* **Extracted information**
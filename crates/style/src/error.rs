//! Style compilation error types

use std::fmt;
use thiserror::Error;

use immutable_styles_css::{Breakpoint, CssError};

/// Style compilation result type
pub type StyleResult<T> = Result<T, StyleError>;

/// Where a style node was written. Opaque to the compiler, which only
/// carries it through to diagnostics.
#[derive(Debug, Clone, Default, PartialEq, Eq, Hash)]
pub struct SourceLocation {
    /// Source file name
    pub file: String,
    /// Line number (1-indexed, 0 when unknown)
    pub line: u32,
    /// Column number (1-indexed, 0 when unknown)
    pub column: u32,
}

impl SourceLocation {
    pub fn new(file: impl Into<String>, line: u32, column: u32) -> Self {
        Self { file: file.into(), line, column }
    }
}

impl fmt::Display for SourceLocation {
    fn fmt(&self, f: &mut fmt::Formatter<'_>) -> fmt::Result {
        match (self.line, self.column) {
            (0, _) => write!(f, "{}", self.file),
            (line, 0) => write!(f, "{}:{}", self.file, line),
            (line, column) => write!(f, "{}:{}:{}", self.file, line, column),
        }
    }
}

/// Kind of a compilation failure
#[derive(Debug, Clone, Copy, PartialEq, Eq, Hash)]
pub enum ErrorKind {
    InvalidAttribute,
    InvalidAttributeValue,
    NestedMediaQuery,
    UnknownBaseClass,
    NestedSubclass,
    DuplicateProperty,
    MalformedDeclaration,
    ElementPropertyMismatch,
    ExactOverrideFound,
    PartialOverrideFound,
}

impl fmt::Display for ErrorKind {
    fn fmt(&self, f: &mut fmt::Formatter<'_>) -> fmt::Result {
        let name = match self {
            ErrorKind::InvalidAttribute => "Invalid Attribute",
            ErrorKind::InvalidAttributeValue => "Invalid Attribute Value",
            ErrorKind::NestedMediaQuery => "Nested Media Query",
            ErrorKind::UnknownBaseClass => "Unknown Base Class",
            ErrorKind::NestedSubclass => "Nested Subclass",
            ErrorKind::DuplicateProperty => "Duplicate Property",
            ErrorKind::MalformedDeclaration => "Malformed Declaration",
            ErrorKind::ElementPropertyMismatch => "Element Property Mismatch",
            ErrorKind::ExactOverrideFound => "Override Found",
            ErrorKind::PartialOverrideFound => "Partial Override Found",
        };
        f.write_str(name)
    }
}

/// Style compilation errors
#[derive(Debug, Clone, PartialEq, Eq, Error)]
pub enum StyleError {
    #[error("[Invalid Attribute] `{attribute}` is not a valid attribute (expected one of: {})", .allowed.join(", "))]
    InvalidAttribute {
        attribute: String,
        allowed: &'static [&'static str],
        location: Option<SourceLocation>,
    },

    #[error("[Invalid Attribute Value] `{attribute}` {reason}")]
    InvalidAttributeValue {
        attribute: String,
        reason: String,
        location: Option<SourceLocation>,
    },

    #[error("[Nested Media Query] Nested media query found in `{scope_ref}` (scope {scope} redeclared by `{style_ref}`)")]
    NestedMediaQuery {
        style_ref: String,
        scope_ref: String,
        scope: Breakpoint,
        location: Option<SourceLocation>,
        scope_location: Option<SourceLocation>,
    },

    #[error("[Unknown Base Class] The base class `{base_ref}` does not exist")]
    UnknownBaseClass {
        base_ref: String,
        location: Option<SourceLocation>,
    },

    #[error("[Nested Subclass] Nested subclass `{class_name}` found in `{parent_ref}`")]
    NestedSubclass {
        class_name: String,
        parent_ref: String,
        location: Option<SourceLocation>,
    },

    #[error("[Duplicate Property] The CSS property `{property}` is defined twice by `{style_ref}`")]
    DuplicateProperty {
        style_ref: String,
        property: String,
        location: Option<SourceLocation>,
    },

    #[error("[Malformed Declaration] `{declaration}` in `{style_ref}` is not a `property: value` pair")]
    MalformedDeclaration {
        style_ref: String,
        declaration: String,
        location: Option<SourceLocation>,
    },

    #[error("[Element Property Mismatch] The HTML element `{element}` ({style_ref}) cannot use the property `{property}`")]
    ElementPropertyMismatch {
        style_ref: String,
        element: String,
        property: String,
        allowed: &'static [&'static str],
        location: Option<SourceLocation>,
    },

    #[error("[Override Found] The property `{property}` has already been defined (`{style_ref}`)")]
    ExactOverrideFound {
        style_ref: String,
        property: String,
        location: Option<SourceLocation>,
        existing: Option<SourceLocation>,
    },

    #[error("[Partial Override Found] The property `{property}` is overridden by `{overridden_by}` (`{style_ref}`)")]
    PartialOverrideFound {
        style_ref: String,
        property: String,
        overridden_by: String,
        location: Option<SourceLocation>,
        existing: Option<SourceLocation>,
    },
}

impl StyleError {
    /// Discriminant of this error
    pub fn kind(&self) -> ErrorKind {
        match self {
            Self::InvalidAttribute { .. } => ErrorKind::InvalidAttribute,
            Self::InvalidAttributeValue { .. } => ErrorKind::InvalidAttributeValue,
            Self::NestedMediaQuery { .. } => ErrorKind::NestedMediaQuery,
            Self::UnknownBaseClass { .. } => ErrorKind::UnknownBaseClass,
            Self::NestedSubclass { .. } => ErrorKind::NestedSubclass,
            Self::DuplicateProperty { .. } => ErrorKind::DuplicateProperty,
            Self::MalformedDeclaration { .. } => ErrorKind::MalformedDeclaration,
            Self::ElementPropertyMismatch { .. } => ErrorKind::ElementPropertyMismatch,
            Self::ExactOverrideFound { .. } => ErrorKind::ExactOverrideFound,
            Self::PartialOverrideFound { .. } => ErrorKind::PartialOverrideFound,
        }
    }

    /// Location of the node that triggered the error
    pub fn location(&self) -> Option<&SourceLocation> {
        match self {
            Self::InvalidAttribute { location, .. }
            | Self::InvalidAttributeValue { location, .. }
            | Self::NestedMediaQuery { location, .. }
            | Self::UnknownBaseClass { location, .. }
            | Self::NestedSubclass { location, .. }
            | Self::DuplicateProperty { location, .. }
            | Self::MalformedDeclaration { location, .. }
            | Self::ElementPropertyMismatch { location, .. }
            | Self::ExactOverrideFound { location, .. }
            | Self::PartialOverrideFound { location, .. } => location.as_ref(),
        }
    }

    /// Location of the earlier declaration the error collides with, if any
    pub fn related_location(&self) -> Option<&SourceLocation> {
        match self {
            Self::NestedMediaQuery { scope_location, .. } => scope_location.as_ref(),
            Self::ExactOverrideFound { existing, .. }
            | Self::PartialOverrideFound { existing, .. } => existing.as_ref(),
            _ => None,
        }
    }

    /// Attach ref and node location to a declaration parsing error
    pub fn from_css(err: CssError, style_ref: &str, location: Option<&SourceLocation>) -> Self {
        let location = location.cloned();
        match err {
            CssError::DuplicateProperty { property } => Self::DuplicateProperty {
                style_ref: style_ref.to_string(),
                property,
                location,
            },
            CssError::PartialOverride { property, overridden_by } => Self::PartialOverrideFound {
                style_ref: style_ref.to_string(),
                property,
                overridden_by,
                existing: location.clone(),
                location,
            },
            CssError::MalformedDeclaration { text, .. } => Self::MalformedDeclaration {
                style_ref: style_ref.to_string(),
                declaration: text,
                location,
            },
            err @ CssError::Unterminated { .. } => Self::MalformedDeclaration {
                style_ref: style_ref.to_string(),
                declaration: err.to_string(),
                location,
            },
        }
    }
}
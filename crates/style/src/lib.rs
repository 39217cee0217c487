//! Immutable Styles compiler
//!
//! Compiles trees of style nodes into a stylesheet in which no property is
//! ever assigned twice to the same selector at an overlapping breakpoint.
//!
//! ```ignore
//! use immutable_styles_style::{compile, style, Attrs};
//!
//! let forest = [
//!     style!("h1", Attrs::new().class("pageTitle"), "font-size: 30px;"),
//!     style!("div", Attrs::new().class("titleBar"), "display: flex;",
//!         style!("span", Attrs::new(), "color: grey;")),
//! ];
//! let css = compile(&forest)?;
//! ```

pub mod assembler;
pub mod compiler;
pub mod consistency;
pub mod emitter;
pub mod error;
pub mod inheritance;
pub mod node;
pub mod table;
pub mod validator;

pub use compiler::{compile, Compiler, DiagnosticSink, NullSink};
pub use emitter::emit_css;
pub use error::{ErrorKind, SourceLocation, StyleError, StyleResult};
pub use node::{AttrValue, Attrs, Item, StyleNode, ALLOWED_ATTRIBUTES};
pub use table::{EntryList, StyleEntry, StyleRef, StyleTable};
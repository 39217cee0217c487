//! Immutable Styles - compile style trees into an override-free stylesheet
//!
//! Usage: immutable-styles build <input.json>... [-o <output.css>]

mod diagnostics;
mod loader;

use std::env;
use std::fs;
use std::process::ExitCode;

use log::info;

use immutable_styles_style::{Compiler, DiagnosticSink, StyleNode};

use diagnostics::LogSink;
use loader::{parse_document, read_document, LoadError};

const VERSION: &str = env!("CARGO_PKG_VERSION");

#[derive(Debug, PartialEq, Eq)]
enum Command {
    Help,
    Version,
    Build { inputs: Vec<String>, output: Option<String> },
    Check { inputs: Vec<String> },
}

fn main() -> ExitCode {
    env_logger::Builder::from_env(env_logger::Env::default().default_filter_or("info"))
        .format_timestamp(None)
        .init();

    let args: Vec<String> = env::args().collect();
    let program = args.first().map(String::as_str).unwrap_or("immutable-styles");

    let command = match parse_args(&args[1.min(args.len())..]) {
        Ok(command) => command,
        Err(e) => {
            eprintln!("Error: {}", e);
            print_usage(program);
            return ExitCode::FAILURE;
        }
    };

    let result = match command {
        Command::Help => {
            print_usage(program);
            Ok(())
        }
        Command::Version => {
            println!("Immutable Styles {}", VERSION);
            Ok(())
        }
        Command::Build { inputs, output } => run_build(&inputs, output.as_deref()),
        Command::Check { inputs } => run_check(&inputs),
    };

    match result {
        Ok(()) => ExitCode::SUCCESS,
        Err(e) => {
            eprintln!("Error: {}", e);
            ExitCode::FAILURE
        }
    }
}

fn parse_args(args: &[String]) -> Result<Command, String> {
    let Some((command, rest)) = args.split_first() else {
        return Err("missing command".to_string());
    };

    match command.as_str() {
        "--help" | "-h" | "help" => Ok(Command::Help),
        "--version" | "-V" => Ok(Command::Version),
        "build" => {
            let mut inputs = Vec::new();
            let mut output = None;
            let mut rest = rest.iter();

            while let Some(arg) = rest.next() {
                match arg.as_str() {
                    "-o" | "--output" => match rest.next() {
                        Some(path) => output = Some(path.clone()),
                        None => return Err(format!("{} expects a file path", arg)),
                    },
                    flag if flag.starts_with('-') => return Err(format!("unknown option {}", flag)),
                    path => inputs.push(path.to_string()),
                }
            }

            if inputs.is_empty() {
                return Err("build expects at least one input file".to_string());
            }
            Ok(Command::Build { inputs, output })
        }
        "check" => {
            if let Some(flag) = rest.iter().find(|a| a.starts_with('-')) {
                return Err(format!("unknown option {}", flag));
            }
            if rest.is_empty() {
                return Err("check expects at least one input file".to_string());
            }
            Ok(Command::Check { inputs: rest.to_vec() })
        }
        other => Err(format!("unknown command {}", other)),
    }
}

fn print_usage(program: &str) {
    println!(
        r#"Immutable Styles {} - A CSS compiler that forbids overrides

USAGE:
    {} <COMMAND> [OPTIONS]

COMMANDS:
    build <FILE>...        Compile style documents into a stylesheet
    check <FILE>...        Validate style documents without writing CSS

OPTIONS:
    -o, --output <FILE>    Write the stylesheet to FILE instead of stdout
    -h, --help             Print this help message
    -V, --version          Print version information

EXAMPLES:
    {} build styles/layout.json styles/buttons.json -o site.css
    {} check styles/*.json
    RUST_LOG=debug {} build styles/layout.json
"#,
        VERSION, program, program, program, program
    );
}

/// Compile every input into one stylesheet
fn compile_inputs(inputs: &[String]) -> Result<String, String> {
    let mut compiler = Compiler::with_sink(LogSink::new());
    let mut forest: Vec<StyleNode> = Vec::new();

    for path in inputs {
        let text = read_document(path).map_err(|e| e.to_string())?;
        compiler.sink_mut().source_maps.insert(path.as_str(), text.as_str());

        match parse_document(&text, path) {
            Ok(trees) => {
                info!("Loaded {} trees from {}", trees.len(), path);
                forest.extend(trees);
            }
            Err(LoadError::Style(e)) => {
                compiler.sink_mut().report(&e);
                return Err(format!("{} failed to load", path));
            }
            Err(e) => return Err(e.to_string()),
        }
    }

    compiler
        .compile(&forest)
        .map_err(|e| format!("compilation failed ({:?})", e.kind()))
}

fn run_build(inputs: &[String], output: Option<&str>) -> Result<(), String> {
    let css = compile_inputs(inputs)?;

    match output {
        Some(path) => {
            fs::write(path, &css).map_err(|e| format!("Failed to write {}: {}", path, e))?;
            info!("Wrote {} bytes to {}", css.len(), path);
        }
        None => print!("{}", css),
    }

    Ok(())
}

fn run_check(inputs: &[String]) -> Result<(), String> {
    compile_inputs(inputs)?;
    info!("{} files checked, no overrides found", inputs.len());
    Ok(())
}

---

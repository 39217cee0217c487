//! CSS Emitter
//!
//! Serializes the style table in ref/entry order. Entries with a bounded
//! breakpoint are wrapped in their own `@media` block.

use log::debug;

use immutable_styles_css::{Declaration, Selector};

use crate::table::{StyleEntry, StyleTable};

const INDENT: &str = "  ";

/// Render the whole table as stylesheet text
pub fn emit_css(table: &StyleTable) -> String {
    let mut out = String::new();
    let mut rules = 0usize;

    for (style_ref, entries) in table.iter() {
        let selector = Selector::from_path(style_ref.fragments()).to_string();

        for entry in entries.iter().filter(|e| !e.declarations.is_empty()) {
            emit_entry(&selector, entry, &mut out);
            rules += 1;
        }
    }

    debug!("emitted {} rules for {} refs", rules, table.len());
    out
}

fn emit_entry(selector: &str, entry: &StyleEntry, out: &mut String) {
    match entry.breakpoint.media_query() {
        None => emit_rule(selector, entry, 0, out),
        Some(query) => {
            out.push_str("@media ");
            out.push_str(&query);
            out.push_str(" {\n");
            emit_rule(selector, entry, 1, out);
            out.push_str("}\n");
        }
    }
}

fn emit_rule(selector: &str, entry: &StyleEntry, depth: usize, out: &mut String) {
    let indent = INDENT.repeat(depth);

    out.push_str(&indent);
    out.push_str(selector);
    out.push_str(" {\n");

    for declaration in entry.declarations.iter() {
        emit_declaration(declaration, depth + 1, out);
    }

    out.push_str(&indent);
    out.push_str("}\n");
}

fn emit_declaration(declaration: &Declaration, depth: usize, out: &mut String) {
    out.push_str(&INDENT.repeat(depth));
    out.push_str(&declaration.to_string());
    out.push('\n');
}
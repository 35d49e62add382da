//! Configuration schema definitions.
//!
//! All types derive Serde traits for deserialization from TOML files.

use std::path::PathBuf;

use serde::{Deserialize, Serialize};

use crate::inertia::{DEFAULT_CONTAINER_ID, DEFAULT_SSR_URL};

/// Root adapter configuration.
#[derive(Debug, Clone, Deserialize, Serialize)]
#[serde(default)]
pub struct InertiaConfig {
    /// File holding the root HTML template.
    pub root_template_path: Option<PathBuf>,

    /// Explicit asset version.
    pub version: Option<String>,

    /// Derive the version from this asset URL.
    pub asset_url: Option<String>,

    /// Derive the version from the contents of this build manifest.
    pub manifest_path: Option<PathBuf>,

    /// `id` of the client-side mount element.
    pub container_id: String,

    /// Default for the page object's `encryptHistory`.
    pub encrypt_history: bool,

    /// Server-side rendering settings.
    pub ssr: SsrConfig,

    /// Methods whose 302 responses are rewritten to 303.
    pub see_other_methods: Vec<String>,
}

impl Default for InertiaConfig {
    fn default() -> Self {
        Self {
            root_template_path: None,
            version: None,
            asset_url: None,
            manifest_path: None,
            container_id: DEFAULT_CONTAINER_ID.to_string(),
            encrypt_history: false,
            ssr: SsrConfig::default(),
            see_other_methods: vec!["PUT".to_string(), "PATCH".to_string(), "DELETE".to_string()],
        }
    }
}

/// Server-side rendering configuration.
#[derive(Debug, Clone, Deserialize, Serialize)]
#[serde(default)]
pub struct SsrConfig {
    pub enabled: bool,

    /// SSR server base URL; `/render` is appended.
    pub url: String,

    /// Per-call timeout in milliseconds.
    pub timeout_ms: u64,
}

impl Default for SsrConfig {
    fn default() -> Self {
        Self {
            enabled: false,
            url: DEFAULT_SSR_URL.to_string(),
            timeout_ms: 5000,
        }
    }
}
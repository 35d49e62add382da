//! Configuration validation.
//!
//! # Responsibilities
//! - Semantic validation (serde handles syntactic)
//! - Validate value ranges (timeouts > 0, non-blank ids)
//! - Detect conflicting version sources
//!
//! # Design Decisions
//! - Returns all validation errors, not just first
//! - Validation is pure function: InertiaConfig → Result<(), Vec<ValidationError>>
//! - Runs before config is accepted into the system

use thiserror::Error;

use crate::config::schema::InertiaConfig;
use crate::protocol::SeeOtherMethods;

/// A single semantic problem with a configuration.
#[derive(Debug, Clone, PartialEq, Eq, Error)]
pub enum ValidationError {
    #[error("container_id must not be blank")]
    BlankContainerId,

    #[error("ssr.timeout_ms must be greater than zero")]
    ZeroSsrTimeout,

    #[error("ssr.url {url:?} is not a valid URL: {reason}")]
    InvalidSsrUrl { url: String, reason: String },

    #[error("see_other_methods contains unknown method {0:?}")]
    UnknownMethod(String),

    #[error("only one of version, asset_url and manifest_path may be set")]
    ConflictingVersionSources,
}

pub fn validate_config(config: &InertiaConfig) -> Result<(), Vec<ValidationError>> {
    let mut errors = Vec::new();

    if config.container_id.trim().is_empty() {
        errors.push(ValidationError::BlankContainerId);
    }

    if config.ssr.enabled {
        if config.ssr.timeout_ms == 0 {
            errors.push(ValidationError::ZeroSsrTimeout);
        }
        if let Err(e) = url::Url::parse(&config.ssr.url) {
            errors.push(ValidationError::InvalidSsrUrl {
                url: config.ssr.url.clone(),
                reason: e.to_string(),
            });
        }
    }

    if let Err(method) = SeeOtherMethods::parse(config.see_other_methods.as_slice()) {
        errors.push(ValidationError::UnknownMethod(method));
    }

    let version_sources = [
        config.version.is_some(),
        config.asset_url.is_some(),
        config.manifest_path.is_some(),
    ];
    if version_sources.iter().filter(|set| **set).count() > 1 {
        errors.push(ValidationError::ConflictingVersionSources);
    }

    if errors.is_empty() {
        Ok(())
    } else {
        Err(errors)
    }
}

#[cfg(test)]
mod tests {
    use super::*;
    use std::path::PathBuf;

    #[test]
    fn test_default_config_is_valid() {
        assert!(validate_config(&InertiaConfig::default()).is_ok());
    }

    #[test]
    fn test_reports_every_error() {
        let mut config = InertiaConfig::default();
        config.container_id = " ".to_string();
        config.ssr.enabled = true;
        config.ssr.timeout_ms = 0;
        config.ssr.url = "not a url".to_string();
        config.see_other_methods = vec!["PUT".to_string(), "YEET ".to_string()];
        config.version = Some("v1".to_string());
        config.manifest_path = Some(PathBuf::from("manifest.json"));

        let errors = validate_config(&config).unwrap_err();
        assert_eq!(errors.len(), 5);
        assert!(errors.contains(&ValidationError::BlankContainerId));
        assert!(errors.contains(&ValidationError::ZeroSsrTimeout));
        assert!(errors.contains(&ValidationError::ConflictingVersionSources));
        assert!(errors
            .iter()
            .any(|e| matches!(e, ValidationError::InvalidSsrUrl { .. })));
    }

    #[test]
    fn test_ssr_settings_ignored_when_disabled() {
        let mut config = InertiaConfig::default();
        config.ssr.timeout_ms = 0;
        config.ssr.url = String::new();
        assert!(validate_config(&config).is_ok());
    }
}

---

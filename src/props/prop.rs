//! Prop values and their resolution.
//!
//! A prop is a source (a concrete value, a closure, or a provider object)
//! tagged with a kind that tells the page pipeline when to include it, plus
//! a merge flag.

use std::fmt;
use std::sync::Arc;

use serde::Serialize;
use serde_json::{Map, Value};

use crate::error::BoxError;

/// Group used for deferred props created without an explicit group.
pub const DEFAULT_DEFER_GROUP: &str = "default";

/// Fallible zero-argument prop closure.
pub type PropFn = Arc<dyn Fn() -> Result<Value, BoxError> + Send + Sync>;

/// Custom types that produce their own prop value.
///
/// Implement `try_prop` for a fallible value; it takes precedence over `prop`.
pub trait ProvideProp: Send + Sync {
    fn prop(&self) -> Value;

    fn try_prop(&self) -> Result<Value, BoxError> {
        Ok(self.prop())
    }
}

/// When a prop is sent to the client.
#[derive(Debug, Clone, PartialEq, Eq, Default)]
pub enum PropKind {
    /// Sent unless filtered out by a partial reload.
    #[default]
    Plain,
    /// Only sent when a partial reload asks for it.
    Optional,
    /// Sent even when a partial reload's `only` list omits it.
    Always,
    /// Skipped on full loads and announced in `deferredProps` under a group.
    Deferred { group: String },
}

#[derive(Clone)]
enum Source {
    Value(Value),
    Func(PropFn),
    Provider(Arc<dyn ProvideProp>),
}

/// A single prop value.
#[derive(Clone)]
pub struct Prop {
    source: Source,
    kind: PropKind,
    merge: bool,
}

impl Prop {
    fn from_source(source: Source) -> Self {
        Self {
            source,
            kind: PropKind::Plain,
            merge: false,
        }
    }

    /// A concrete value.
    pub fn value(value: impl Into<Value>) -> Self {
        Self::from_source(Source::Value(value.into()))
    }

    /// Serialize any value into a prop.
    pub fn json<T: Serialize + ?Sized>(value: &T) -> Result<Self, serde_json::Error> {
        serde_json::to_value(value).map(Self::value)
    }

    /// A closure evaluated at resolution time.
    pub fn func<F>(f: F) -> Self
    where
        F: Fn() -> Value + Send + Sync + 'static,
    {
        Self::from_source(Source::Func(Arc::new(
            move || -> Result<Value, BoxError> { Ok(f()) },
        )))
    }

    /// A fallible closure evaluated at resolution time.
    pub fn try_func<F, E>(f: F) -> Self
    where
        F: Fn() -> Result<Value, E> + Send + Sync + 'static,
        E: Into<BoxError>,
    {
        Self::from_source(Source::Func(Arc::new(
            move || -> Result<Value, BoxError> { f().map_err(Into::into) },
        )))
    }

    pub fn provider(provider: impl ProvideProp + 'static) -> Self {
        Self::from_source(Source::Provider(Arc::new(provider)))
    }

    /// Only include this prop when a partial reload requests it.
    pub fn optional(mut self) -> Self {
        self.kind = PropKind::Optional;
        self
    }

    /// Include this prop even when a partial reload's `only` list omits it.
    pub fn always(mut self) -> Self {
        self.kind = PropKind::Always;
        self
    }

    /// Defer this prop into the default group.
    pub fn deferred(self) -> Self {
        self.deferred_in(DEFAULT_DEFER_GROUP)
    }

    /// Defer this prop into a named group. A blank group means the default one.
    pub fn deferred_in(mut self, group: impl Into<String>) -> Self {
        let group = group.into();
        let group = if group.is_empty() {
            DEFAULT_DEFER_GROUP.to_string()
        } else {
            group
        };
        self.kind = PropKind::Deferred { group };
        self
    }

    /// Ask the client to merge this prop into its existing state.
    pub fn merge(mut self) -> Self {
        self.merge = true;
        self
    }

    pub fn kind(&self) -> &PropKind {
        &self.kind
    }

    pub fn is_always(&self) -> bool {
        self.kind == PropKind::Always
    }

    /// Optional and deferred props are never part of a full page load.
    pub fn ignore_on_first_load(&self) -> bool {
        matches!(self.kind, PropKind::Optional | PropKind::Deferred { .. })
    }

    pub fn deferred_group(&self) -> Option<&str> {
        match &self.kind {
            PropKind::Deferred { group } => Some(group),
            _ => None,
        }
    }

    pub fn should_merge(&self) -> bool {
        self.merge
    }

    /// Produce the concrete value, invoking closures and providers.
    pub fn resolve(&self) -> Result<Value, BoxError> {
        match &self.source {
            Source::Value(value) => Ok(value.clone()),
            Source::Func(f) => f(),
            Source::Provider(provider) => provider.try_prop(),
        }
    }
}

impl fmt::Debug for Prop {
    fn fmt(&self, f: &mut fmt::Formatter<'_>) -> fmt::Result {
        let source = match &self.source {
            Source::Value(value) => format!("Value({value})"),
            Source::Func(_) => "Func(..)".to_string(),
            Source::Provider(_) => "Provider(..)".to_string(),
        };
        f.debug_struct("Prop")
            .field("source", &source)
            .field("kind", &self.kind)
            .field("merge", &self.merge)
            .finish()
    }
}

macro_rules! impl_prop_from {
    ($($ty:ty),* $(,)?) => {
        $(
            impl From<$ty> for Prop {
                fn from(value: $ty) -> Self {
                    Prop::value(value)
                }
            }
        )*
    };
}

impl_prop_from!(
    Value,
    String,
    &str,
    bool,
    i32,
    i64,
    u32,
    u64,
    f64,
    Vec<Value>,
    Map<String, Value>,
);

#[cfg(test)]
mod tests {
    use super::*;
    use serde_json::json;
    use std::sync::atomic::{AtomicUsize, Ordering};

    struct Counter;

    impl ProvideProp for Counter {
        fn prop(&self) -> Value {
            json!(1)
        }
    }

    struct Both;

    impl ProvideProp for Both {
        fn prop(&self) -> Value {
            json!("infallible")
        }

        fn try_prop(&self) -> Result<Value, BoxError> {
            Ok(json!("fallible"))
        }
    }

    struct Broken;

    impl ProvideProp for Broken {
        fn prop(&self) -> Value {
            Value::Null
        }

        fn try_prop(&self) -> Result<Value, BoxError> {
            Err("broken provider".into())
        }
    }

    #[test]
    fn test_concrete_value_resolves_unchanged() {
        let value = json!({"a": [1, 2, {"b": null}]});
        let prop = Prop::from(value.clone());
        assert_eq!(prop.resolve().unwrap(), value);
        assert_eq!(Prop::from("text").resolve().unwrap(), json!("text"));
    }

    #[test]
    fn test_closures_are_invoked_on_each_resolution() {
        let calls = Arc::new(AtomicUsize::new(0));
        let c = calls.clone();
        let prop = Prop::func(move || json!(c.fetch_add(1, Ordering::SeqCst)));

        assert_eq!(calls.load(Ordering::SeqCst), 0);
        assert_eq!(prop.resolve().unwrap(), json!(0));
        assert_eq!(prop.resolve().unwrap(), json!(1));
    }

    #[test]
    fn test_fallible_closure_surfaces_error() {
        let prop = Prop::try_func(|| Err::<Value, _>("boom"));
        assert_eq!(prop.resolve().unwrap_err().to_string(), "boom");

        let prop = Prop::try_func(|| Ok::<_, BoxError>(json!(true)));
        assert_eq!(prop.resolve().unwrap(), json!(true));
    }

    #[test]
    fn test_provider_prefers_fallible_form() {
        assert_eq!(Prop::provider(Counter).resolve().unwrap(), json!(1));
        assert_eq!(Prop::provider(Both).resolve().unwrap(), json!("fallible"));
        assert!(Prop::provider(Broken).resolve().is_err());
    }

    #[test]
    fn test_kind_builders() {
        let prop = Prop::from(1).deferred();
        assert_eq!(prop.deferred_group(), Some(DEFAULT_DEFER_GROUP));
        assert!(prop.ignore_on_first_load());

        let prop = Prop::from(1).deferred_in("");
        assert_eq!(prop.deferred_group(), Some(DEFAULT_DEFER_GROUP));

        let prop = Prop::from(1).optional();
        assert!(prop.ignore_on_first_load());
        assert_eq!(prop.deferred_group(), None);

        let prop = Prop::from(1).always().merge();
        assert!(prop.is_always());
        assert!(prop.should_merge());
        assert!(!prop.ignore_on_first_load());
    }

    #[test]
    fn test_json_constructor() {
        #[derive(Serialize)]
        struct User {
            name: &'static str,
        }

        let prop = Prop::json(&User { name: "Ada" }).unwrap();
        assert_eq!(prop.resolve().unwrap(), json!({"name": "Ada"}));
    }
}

* **Required action**
Scan the entries above for the word "reason", then copy every line in which it occurs.

* **Output of the exercise**
    #[error("[Invalid Attribute Value] `{attribute}` {reason}")]
        reason: String,
    #[error("ssr.url {url:?} is not a valid URL: {reason}")]
    InvalidSsrUrl { url: String, reason: String },
                reason: e.to_string(),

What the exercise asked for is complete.